--- Dataset excerpts ---
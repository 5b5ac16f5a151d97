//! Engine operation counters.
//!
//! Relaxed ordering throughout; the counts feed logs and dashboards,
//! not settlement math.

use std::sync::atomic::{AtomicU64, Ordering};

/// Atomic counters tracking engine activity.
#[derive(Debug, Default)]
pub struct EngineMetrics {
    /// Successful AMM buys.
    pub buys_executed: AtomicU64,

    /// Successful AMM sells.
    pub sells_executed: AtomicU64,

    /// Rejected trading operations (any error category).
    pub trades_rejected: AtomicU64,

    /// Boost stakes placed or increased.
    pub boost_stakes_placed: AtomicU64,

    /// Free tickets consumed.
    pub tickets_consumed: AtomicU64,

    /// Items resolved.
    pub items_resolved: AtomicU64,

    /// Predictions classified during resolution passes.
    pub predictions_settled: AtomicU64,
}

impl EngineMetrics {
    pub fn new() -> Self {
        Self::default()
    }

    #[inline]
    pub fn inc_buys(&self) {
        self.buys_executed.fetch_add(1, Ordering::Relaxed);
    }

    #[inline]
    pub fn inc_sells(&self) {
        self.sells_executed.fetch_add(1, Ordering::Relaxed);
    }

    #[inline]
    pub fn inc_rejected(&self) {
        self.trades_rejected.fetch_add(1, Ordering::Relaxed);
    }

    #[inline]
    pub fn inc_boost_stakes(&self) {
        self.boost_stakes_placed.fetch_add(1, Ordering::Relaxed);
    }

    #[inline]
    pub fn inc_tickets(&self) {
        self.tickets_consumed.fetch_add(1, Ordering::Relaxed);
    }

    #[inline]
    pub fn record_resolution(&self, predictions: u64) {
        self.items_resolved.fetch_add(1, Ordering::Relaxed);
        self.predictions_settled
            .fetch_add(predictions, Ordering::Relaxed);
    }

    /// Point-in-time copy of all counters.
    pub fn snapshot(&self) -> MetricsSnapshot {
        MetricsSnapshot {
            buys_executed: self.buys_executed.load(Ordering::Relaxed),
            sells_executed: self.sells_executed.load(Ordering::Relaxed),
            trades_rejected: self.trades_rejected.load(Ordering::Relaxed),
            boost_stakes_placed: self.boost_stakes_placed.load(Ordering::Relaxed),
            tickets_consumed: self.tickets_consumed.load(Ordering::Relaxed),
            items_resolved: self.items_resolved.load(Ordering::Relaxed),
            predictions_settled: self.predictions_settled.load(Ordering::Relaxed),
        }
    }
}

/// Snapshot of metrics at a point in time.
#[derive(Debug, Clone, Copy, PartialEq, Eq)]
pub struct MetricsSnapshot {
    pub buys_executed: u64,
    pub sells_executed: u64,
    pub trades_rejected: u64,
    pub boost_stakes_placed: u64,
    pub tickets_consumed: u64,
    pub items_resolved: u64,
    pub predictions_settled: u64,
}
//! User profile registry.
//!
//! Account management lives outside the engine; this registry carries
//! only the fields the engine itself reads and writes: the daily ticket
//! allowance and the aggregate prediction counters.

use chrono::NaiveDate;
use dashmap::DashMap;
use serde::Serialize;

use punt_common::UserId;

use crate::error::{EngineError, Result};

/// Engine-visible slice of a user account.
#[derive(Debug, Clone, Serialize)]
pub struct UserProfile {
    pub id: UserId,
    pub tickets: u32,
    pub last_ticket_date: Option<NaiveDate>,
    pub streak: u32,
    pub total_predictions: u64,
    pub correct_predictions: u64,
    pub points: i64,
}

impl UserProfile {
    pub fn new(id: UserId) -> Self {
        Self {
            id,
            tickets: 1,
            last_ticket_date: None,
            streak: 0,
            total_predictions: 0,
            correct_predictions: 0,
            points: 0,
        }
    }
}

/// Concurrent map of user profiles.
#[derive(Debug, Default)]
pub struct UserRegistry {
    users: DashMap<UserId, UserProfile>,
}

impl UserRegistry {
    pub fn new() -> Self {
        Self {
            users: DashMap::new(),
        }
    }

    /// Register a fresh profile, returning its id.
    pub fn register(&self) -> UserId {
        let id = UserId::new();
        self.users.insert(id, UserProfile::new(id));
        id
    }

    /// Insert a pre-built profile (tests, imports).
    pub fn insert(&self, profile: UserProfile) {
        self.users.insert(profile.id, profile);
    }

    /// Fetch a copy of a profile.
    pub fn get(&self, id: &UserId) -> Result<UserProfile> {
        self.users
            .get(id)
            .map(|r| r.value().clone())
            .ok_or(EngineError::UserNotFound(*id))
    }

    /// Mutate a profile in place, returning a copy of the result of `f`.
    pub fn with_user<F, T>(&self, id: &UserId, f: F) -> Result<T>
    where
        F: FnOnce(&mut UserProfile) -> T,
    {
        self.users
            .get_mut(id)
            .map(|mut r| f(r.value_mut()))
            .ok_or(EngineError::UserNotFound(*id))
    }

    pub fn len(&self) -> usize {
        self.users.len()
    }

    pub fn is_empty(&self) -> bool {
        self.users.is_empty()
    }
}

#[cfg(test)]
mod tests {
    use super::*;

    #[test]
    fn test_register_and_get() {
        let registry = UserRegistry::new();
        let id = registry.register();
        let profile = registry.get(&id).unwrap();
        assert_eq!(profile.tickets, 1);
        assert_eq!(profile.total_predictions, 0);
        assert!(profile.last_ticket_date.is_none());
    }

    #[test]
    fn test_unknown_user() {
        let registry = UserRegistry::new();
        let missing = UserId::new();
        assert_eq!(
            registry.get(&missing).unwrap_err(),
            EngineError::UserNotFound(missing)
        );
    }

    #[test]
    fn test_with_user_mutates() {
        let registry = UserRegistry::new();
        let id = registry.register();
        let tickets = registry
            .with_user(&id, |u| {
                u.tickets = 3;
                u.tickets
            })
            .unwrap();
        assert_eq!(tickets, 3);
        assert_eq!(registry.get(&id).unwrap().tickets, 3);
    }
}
---
| Exercise details |
Your answer should be one number: how many lines of the records hold "Serialize".

| Solved problem |
2